◆ ACTION ITEM: Restate word for word the lines of the entries below, starting with the line that holds "fn open_append(&self, path: &Path)" and ending with the line that holds "assert_eq!(ctx.stats.snapshot().storage_failures, 3);", and no others.

RECORDS PROVIDED START

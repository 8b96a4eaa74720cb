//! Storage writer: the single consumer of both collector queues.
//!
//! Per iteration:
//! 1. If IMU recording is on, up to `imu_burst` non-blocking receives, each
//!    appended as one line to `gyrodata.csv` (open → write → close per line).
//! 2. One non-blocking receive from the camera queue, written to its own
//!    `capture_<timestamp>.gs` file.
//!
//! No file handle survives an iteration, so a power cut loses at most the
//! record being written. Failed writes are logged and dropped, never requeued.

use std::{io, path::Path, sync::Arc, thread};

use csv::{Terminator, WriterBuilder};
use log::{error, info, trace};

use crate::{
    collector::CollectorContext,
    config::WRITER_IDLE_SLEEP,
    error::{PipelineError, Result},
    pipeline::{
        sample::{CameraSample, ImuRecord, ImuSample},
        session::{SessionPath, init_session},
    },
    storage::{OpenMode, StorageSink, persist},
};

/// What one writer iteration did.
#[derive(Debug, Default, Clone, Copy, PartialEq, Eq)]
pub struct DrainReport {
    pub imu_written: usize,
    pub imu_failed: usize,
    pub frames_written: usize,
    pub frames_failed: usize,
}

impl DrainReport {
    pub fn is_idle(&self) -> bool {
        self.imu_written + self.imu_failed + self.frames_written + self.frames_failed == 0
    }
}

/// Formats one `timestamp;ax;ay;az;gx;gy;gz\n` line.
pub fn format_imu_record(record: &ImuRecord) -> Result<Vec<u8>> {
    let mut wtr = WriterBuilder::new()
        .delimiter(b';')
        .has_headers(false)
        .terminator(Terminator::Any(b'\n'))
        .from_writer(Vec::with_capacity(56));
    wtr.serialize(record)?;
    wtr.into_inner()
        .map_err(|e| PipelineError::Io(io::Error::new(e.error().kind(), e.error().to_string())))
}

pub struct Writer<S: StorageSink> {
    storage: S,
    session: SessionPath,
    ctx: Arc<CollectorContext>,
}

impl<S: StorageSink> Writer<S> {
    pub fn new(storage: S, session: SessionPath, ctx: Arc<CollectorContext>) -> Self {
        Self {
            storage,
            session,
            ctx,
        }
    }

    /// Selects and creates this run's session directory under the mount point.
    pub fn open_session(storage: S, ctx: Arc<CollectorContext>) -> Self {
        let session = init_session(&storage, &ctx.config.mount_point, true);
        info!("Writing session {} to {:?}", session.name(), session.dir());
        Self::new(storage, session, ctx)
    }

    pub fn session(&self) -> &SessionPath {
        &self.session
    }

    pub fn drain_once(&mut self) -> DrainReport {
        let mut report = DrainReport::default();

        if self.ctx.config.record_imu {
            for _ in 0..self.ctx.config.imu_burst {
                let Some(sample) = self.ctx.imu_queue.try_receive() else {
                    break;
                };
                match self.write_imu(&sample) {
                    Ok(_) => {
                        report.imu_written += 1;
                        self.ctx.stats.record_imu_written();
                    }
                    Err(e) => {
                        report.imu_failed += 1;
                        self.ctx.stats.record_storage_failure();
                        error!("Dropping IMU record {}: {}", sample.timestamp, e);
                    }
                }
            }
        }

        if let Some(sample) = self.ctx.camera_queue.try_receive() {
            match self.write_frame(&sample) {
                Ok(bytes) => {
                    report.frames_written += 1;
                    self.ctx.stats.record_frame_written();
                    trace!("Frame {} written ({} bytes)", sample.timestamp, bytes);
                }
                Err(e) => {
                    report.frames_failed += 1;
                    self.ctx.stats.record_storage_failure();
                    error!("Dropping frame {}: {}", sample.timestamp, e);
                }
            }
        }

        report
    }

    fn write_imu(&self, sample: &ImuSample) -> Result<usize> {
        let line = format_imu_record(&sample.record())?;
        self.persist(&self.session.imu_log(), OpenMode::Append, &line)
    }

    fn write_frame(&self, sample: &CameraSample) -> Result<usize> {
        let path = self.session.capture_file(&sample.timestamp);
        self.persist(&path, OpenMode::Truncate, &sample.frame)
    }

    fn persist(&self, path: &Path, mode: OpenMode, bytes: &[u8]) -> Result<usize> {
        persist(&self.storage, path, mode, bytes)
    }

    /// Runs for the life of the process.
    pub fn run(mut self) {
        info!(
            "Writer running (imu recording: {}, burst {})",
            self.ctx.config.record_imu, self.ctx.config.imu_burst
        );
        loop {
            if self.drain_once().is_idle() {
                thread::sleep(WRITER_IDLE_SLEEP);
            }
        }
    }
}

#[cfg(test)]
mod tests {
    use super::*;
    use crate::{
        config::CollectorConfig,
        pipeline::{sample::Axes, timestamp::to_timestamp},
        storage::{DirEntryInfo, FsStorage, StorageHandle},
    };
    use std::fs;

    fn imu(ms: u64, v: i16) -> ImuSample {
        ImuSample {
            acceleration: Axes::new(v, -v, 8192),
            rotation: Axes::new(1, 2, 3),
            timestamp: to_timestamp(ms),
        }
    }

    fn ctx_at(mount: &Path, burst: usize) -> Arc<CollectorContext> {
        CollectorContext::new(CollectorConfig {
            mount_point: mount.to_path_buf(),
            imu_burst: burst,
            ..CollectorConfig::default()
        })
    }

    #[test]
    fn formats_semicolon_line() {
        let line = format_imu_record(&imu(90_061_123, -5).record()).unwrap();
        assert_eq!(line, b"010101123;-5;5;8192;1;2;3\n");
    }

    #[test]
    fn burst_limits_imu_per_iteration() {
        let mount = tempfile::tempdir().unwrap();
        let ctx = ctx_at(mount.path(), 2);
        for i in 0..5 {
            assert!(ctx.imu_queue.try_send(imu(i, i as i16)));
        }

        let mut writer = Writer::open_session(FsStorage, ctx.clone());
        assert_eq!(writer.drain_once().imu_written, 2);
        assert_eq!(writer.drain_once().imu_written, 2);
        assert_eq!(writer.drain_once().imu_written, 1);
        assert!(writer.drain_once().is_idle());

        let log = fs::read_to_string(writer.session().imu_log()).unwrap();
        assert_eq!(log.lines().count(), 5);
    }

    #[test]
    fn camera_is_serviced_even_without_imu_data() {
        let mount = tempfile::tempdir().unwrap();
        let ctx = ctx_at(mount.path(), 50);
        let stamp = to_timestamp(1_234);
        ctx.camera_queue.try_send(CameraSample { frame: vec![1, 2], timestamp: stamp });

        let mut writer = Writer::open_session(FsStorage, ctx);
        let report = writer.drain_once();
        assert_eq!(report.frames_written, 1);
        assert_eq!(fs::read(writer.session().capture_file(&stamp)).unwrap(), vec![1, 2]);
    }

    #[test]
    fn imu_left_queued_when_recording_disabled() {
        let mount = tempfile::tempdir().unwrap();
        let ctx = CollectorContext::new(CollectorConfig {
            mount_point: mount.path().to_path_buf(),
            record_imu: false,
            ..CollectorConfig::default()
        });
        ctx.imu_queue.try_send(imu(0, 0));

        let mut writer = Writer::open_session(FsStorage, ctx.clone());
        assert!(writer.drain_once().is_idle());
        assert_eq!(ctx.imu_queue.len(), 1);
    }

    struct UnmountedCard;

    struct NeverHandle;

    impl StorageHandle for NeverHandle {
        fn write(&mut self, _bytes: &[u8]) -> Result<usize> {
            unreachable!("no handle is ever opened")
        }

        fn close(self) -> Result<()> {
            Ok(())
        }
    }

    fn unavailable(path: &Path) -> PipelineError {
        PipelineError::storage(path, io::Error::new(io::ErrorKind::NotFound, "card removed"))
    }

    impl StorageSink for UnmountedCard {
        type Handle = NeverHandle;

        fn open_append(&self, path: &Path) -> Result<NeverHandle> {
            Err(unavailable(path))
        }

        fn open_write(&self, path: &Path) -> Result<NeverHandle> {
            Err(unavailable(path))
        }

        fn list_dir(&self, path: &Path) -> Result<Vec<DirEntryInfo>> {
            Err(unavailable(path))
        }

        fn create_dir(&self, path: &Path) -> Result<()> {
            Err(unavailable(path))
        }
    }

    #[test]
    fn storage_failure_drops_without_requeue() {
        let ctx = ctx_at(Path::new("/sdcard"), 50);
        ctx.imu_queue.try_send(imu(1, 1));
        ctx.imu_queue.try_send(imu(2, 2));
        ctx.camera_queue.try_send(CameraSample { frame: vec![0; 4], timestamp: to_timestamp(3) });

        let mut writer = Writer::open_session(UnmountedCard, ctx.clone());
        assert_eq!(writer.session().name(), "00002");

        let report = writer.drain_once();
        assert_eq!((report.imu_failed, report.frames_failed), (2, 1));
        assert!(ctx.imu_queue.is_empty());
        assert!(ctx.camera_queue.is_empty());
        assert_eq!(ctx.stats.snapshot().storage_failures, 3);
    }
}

RECORDS PROVIDED END

◆ RESPONSE:
        fn open_append(&self, path: &Path) -> Result<NeverHandle> {
            Err(unavailable(path))
        }

        fn open_write(&self, path: &Path) -> Result<NeverHandle> {
            Err(unavailable(path))
        }

        fn list_dir(&self, path: &Path) -> Result<Vec<DirEntryInfo>> {
            Err(unavailable(path))
        }

        fn create_dir(&self, path: &Path) -> Result<()> {
            Err(unavailable(path))
        }
    }

    #[test]
    fn storage_failure_drops_without_requeue() {
        let ctx = ctx_at(Path::new("/sdcard"), 50);
        ctx.imu_queue.try_send(imu(1, 1));
        ctx.imu_queue.try_send(imu(2, 2));
        ctx.camera_queue.try_send(CameraSample { frame: vec![0; 4], timestamp: to_timestamp(3) });

        let mut writer = Writer::open_session(UnmountedCard, ctx.clone());
        assert_eq!(writer.session().name(), "00002");

        let report = writer.drain_once();
        assert_eq!((report.imu_failed, report.frames_failed), (2, 1));
        assert!(ctx.imu_queue.is_empty());
        assert!(ctx.camera_queue.is_empty());
        assert_eq!(ctx.stats.snapshot().storage_failures, 3);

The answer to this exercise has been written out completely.